GENOVA – Continua la programmazione di Sala Dogana, lo spazio del Comune di Genova dedicato ai giovani e alla creatività che intende promuovere l’abilità e i talenti delle nuove generazioni. È con questi presupposti che Sala Dogana apre le porte alla proposta di Marco Arrigoni e Giacomo Pigliapoco con la mostra “Lo davamo per scontato”, in programma dal 6 maggio al 18 giugno.
Grazie alla collaborazione fra il Comune di Genova, Palazzo Ducale, Accademia Ligustica e Università di Genova viene sviluppata una costante azione con lo scopo di attuare e sviluppare un servizio per il territorio genovese, per fare tesoro delle molte presenze di artiste e artisti nei diversi ambiti disciplinari che transitano o risiedono in città.

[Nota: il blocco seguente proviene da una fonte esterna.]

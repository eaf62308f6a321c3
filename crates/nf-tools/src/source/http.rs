//! HTTP capability source for the automation engine
//!
//! Node and credential types come from the editor's type catalogues
//! (`/types/nodes.json`, `/types/credentials.json`); workflows come from the
//! paginated public API (`/api/v1/workflows`).

use async_trait::async_trait;
use nf_core::config::SourceSettings;
use nf_core::{CredentialTypeDescriptor, Error, NodeCatalog, Result, WorkflowDescriptor};
use serde::de::DeserializeOwned;
use serde::Deserialize;
use serde_json::Value;
use std::time::Duration;
use tracing::{debug, info, warn};

use super::CapabilitySource;

const API_KEY_HEADER: &str = "X-N8N-API-KEY";
const RETRY_BACKOFF: Duration = Duration::from_millis(250);
const WORKFLOW_PAGE_LIMIT: usize = 100;

#[derive(Debug, Deserialize)]
#[serde(rename_all = "camelCase")]
struct WorkflowPage {
    #[serde(default)]
    data: Vec<WorkflowDescriptor>,
    #[serde(default)]
    next_cursor: Option<String>,
}

pub struct HttpCapabilitySource {
    base_url: String,
    http_client: reqwest::Client,
    max_retries: u32,
}

impl HttpCapabilitySource {
    pub fn new(settings: &SourceSettings) -> Result<Self> {
        let mut client_builder = reqwest::Client::builder().timeout(settings.timeout);

        if let Some(api_key) = &settings.api_key {
            let mut headers = reqwest::header::HeaderMap::new();
            headers.insert(
                API_KEY_HEADER,
                api_key
                    .parse()
                    .map_err(|_| Error::config("API key is not a valid header value"))?,
            );
            client_builder = client_builder.default_headers(headers);
        }

        let http_client = client_builder
            .build()
            .map_err(|e| Error::config(format!("Failed to build HTTP client: {}", e)))?;

        Ok(Self {
            base_url: settings.base_url.trim_end_matches('/').to_string(),
            http_client,
            max_retries: settings.max_retries,
        })
    }

    pub fn base_url(&self) -> &str {
        &self.base_url
    }

    fn url(&self, path: &str) -> String {
        format!("{}{}", self.base_url, path)
    }

    /// GET with retries; connection failures and 5xx are retried, 4xx are not.
    ///
    /// A body that is not valid JSON means the engine is not serving its API
    /// and is reported as a source failure.
    async fn get_json<T: DeserializeOwned>(
        &self,
        url: &str,
        query: &[(&str, String)],
    ) -> Result<T> {
        let mut attempt = 0;
        loop {
            attempt += 1;
            match self.try_get_json(url, query).await {
                Ok(value) => return Ok(value),
                Err(RequestFailure::Fatal(e)) => return Err(e),
                Err(RequestFailure::Retryable(e)) if attempt > self.max_retries => {
                    warn!("Giving up on {} after {} attempts: {}", url, attempt, e);
                    return Err(Error::source_unavailable(format!("{}: {}", url, e)));
                }
                Err(RequestFailure::Retryable(e)) => {
                    debug!("Attempt {} for {} failed: {}", attempt, url, e);
                    tokio::time::sleep(RETRY_BACKOFF * attempt).await;
                }
            }
        }
    }

    async fn try_get_json<T: DeserializeOwned>(
        &self,
        url: &str,
        query: &[(&str, String)],
    ) -> std::result::Result<T, RequestFailure> {
        let response = self
            .http_client
            .get(url)
            .query(query)
            .send()
            .await
            .map_err(|e| RequestFailure::Retryable(e.to_string()))?;

        let status = response.status();
        if status.is_server_error() {
            return Err(RequestFailure::Retryable(format!("HTTP {}", status)));
        }
        if !status.is_success() {
            return Err(RequestFailure::Fatal(Error::http(format!(
                "{} returned HTTP {}",
                url, status
            ))));
        }

        let body = response
            .bytes()
            .await
            .map_err(|e| RequestFailure::Retryable(e.to_string()))?;
        serde_json::from_slice(&body).map_err(|e| {
            RequestFailure::Fatal(Error::source_unavailable(format!(
                "{} returned an unreadable body: {}",
                url, e
            )))
        })
    }
}

enum RequestFailure {
    Retryable(String),
    Fatal(Error),
}

#[async_trait]
impl CapabilitySource for HttpCapabilitySource {
    fn name(&self) -> &str {
        "http"
    }

    async fn get_nodes(&self) -> Result<NodeCatalog> {
        let body: Value = self.get_json(&self.url("/types/nodes.json"), &[]).await?;
        let catalog = NodeCatalog::from_json(body)?;
        info!(
            "Fetched {} node types from {} ({} rejected)",
            catalog.len(),
            self.base_url,
            catalog.rejected.len()
        );
        Ok(catalog)
    }

    async fn get_workflows(&self) -> Result<Vec<WorkflowDescriptor>> {
        let mut workflows = Vec::new();
        let mut cursor: Option<String> = None;

        loop {
            let mut query = vec![("limit", WORKFLOW_PAGE_LIMIT.to_string())];
            if let Some(cursor) = cursor.take() {
                query.push(("cursor", cursor));
            }

            let page: WorkflowPage = self
                .get_json(&self.url("/api/v1/workflows"), &query)
                .await?;
            workflows.extend(page.data);

            match page.next_cursor {
                Some(next) if !next.is_empty() => cursor = Some(next),
                _ => break,
            }
        }

        info!("Fetched {} workflows from {}", workflows.len(), self.base_url);
        Ok(workflows)
    }

    async fn get_credential_types(&self) -> Result<Vec<CredentialTypeDescriptor>> {
        let types: Vec<CredentialTypeDescriptor> =
            self.get_json(&self.url("/types/credentials.json"), &[]).await?;
        info!(
            "Fetched {} credential types from {}",
            types.len(),
            self.base_url
        );
        Ok(types)
    }
}

#[cfg(test)]
mod tests {
    use super::*;

    #[test]
    fn test_base_url_is_normalized() {
        let settings = SourceSettings {
            base_url: "http://n8n.local:5678/".to_string(),
            ..Default::default()
        };
        let source = HttpCapabilitySource::new(&settings).unwrap();
        assert_eq!(source.base_url(), "http://n8n.local:5678");
        assert_eq!(
            source.url("/types/nodes.json"),
            "http://n8n.local:5678/types/nodes.json"
        );
    }

    #[test]
    fn test_invalid_api_key_is_rejected() {
        let settings = SourceSettings {
            api_key: Some("bad\nkey".to_string()),
            ..Default::default()
        };
        assert!(matches!(
            HttpCapabilitySource::new(&settings),
            Err(Error::Config(_))
        ));
    }

    #[test]
    fn test_workflow_page_deserialize() {
        let page: WorkflowPage = serde_json::from_value(serde_json::json!({
            "data": [{"id": "1", "name": "Sync contacts", "active": true}],
            "nextCursor": "abc"
        }))
        .unwrap();
        assert_eq!(page.data.len(), 1);
        assert_eq!(page.next_cursor.as_deref(), Some("abc"));
    }

    #[tokio::test]
    async fn test_unreachable_engine_is_source_unavailable() {
        let settings = SourceSettings {
            // Port 9 (discard) on localhost: connection refused on test hosts
            base_url: "http://127.0.0.1:9".to_string(),
            timeout: Duration::from_millis(200),
            max_retries: 0,
            ..Default::default()
        };
        let source = HttpCapabilitySource::new(&settings).unwrap();
        let result = source.get_nodes().await;
        assert!(result.unwrap_err().is_source_failure());
    }

    mod engine {
        use super::*;
        use serde_json::json;
        use wiremock::matchers::{header, method, path, query_param, query_param_is_missing};
        use wiremock::{Mock, MockServer, ResponseTemplate};

        fn source_for(server: &MockServer, max_retries: u32) -> HttpCapabilitySource {
            let settings = SourceSettings {
                base_url: server.uri(),
                api_key: Some("test-key".to_string()),
                timeout: Duration::from_secs(5),
                max_retries,
            };
            HttpCapabilitySource::new(&settings).unwrap()
        }

        #[tokio::test]
        async fn test_node_catalogue_keeps_good_entries() {
            let server = MockServer::start().await;
            Mock::given(method("GET"))
                .and(path("/types/nodes.json"))
                .and(header("X-N8N-API-KEY", "test-key"))
                .respond_with(ResponseTemplate::new(200).set_body_json(json!([
                    {
                        "name": "n8n-nodes-base.slack",
                        "displayName": "Slack",
                        "group": ["output"],
                        "version": [1, 2.2],
                        "codex": {"categories": ["Communication"]},
                        "properties": [{"name": "channel", "type": "string"}],
                        "credentials": [{"name": "slackApi", "required": true}]
                    },
                    {"name": "n8n-nodes-base.broken", "description": null}
                ])))
                .expect(1)
                .mount(&server)
                .await;

            let catalog = source_for(&server, 0).get_nodes().await.unwrap();
            assert_eq!(catalog.len(), 1);
            assert_eq!(catalog.nodes[0].primary_category(), "Communication");
            assert_eq!(
                catalog.rejected[0].name.as_deref(),
                Some("n8n-nodes-base.broken")
            );
        }

        #[tokio::test]
        async fn test_unreadable_body_is_source_failure() {
            let server = MockServer::start().await;
            Mock::given(path("/types/nodes.json"))
                .respond_with(ResponseTemplate::new(200).set_body_string("<html>login</html>"))
                .mount(&server)
                .await;

            let err = source_for(&server, 0).get_nodes().await.unwrap_err();
            assert!(err.is_source_failure());
        }

        #[tokio::test]
        async fn test_workflow_cursor_is_query_encoded() {
            let cursor = "eyJsYXN0SWQiOiIxIn0+/=";
            let server = MockServer::start().await;
            Mock::given(path("/api/v1/workflows"))
                .and(query_param("limit", "100"))
                .and(query_param_is_missing("cursor"))
                .respond_with(ResponseTemplate::new(200).set_body_json(json!({
                    "data": [{"id": "1", "name": "First"}],
                    "nextCursor": cursor
                })))
                .expect(1)
                .mount(&server)
                .await;
            Mock::given(path("/api/v1/workflows"))
                .and(query_param("cursor", cursor))
                .respond_with(ResponseTemplate::new(200).set_body_json(json!({
                    "data": [{"id": "2", "name": "Second"}],
                    "nextCursor": null
                })))
                .expect(1)
                .mount(&server)
                .await;

            let workflows = source_for(&server, 0).get_workflows().await.unwrap();
            let ids: Vec<&str> = workflows.iter().map(|w| w.id.as_str()).collect();
            assert_eq!(ids, vec!["1", "2"]);
        }

        #[tokio::test]
        async fn test_server_errors_are_retried() {
            let server = MockServer::start().await;
            Mock::given(path("/types/credentials.json"))
                .respond_with(ResponseTemplate::new(503))
                .up_to_n_times(2)
                .with_priority(1)
                .expect(2)
                .mount(&server)
                .await;
            Mock::given(path("/types/credentials.json"))
                .respond_with(
                    ResponseTemplate::new(200)
                        .set_body_json(json!([{"name": "slackApi", "displayName": "Slack API"}])),
                )
                .expect(1)
                .mount(&server)
                .await;

            let types = source_for(&server, 2).get_credential_types().await.unwrap();
            assert_eq!(types[0].name, "slackApi");
        }

        #[tokio::test]
        async fn test_retries_exhausted_is_source_failure() {
            let server = MockServer::start().await;
            Mock::given(path("/types/nodes.json"))
                .respond_with(ResponseTemplate::new(502))
                .expect(2)
                .mount(&server)
                .await;

            let err = source_for(&server, 1).get_nodes().await.unwrap_err();
            assert!(matches!(err, Error::SourceUnavailable(_)));
        }

        #[tokio::test]
        async fn test_client_error_is_not_retried() {
            let server = MockServer::start().await;
            Mock::given(path("/types/nodes.json"))
                .respond_with(ResponseTemplate::new(401))
                .expect(1)
                .mount(&server)
                .await;

            let err = source_for(&server, 3).get_nodes().await.unwrap_err();
            assert!(matches!(err, Error::Http(_)));
        }
    }
}
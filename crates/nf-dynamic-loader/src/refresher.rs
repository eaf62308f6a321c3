//! Background refresh of discovery records

use async_trait::async_trait;
use nf_cache::{CacheRefresher, DiscoveryCache, ResourceClass};
use nf_core::Result;
use nf_tools::{CapabilitySource, SchemaGenerator};
use std::sync::{Arc, Weak};
use tracing::debug;

use crate::cached_value::{CachedValue, ALL_KEY};

/// Re-fetches records nearing expiry under the eager warming strategy.
///
/// Descriptor lists are fetched again from the source; schemas are
/// regenerated from the cached node list. Selections are left to expire,
/// they depend on the registry rather than the source.
pub struct DiscoveryRefresher {
    source: Arc<dyn CapabilitySource>,
    generator: Arc<SchemaGenerator>,
    cache: Weak<DiscoveryCache<CachedValue>>,
}

impl DiscoveryRefresher {
    pub fn new(
        source: Arc<dyn CapabilitySource>,
        generator: Arc<SchemaGenerator>,
        cache: &Arc<DiscoveryCache<CachedValue>>,
    ) -> Self {
        Self {
            source,
            generator,
            cache: Arc::downgrade(cache),
        }
    }
}

#[async_trait]
impl CacheRefresher<CachedValue> for DiscoveryRefresher {
    async fn refresh(&self, class: ResourceClass, key: &str) -> Result<Option<CachedValue>> {
        let value = match class {
            ResourceClass::Nodes => CachedValue::Nodes(Arc::new(self.source.get_nodes().await?)),
            ResourceClass::Workflows => {
                CachedValue::Workflows(Arc::new(self.source.get_workflows().await?))
            }
            ResourceClass::CredentialTypes => {
                CachedValue::CredentialTypes(Arc::new(self.source.get_credential_types().await?))
            }
            ResourceClass::Schemas => {
                let Some(cache) = self.cache.upgrade() else {
                    return Ok(None);
                };
                let Some(nodes) = cache
                    .get(ResourceClass::Nodes, ALL_KEY)
                    .await
                    .and_then(CachedValue::into_nodes)
                else {
                    return Ok(None);
                };
                match nodes.find(key) {
                    Some(node) => CachedValue::Schema(Arc::new(self.generator.generate_one(node)?)),
                    None => return Ok(None),
                }
            }
            ResourceClass::Selections => return Ok(None),
        };
        debug!(
            "Refreshed {} record {} from {}",
            value.kind(),
            key,
            self.source.name()
        );
        Ok(Some(value))
    }
}
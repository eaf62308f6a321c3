//! Order-independent hashing of JSON values
//!
//! Used for selection memoization keys and schema fingerprints. Object keys
//! are sorted and array members are sorted by their canonical encoding, so two
//! values that differ only in field or member order hash identically.

use serde::Serialize;
use serde_json::Value;
use sha2::{Digest, Sha256};

use crate::error::Result;

/// Canonical string form of a JSON value
pub fn canonicalize(value: &Value) -> String {
    match value {
        Value::Object(map) => {
            let mut entries: Vec<(&String, &Value)> = map.iter().collect();
            entries.sort_by(|a, b| a.0.cmp(b.0));
            let body = entries
                .into_iter()
                .map(|(k, v)| format!("{}:{}", Value::String(k.clone()), canonicalize(v)))
                .collect::<Vec<_>>()
                .join(",");
            format!("{{{}}}", body)
        }
        Value::Array(items) => {
            let mut members: Vec<String> = items.iter().map(canonicalize).collect();
            members.sort();
            format!("[{}]", members.join(","))
        }
        other => other.to_string(),
    }
}

/// SHA-256 (hex) of the canonical form of a JSON value
pub fn stable_hash(value: &Value) -> String {
    let mut hasher = Sha256::new();
    hasher.update(canonicalize(value).as_bytes());
    format!("{:x}", hasher.finalize())
}

/// Serialize then hash
pub fn stable_hash_of<T: Serialize>(value: &T) -> Result<String> {
    Ok(stable_hash(&serde_json::to_value(value)?))
}

#[cfg(test)]
mod tests {
    use super::*;
    use serde_json::json;

    #[test]
    fn test_key_order_does_not_matter() {
        let a = json!({"query": "slack", "category": "Communication", "maxTools": 5});
        let b = json!({"maxTools": 5, "category": "Communication", "query": "slack"});
        assert_eq!(stable_hash(&a), stable_hash(&b));
    }

    #[test]
    fn test_array_order_does_not_matter() {
        let a = json!({"previousTools": ["b", "a", "c"]});
        let b = json!({"previousTools": ["c", "b", "a"]});
        assert_eq!(stable_hash(&a), stable_hash(&b));
    }

    #[test]
    fn test_different_values_differ() {
        let a = json!({"query": "slack"});
        let b = json!({"query": "discord"});
        assert_ne!(stable_hash(&a), stable_hash(&b));
    }

    #[test]
    fn test_nested_objects_are_canonical() {
        let a = json!({"outer": {"y": [2, 1], "x": null}});
        assert_eq!(canonicalize(&a), r#"{"outer":{"x":null,"y":[1,2]}}"#);
    }
}
//! Materializes tools with node schemas taken from the discovery cache

use async_trait::async_trait;
use nf_cache::{DiscoveryCache, ResourceClass};
use nf_core::{GeneratedSchema, GeneratedTool, Result};
use nf_tools::{build_view, SchemaGenerator, ToolMaterializer, ToolView};
use std::sync::Arc;
use tracing::debug;

use crate::cached_value::{CachedValue, ALL_KEY};

/// Schema of `node` from the cache, regenerated from cached descriptors
/// when it has been evicted. Never calls the capability source.
pub async fn cached_schema(
    cache: &DiscoveryCache<CachedValue>,
    generator: &SchemaGenerator,
    node: &str,
) -> Result<Option<Arc<GeneratedSchema>>> {
    if let Some(schema) = cache
        .get(ResourceClass::Schemas, node)
        .await
        .and_then(CachedValue::into_schema)
    {
        return Ok(Some(schema));
    }

    let Some(nodes) = cache
        .get(ResourceClass::Nodes, ALL_KEY)
        .await
        .and_then(CachedValue::into_nodes)
    else {
        return Ok(None);
    };
    let Some(descriptor) = nodes.find(node) else {
        return Ok(None);
    };

    let schema = Arc::new(generator.generate_one(descriptor)?);
    cache
        .set(
            ResourceClass::Schemas,
            node,
            CachedValue::Schema(Arc::clone(&schema)),
        )
        .await;
    debug!("Regenerated schema for {}", node);
    Ok(Some(schema))
}

pub struct CacheBackedMaterializer {
    cache: Arc<DiscoveryCache<CachedValue>>,
    generator: Arc<SchemaGenerator>,
}

impl CacheBackedMaterializer {
    pub fn new(cache: Arc<DiscoveryCache<CachedValue>>, generator: Arc<SchemaGenerator>) -> Self {
        Self { cache, generator }
    }
}

#[async_trait]
impl ToolMaterializer for CacheBackedMaterializer {
    async fn materialize(&self, tool: &GeneratedTool) -> Result<ToolView> {
        let schema = match &tool.source_node {
            Some(node) => cached_schema(&self.cache, &self.generator, node).await?,
            None => None,
        };
        Ok(build_view(tool, schema.as_ref().map(|s| &s.shape)))
    }
}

La mostra vuole portare l’attenzione, attraverso le opere di 10 giovani artisti, allo sgretolarsi di un sistema di valori conquistato negli anni da uomini e donne, sullo stato di crisi nel quale viviamo e che si sta propagando oltre ogni più aspra previsione. Arrigoni e Pigliapoco attraversano le condizioni odierne ispirandosi, anche, alle parole della filosofa Maura Gancitano e alla poetica di Umberto Saba, restituendo così un insieme di visioni e temi calati sul contemporaneo e sulla città, come si evince dal loro testo di seguito riportato:
«Pubblicato postumo, scrivono sempre i curatori, l’Ernesto di Saba riporta con una prosa limpida e d’incanto, come è solo quella di un poeta, la dolorosa eclissi dell’identità e il difficile incatenamento dei sentimenti adottati per rispettare i dettami sociali imperanti. Il protagonista vive sommando alla complessità già intensa della sua adolescenza il peso di un contesto comunitario che gli nega la libertà di vivere la pulsione erotica e lo sbalzo amoroso per un altro uomo.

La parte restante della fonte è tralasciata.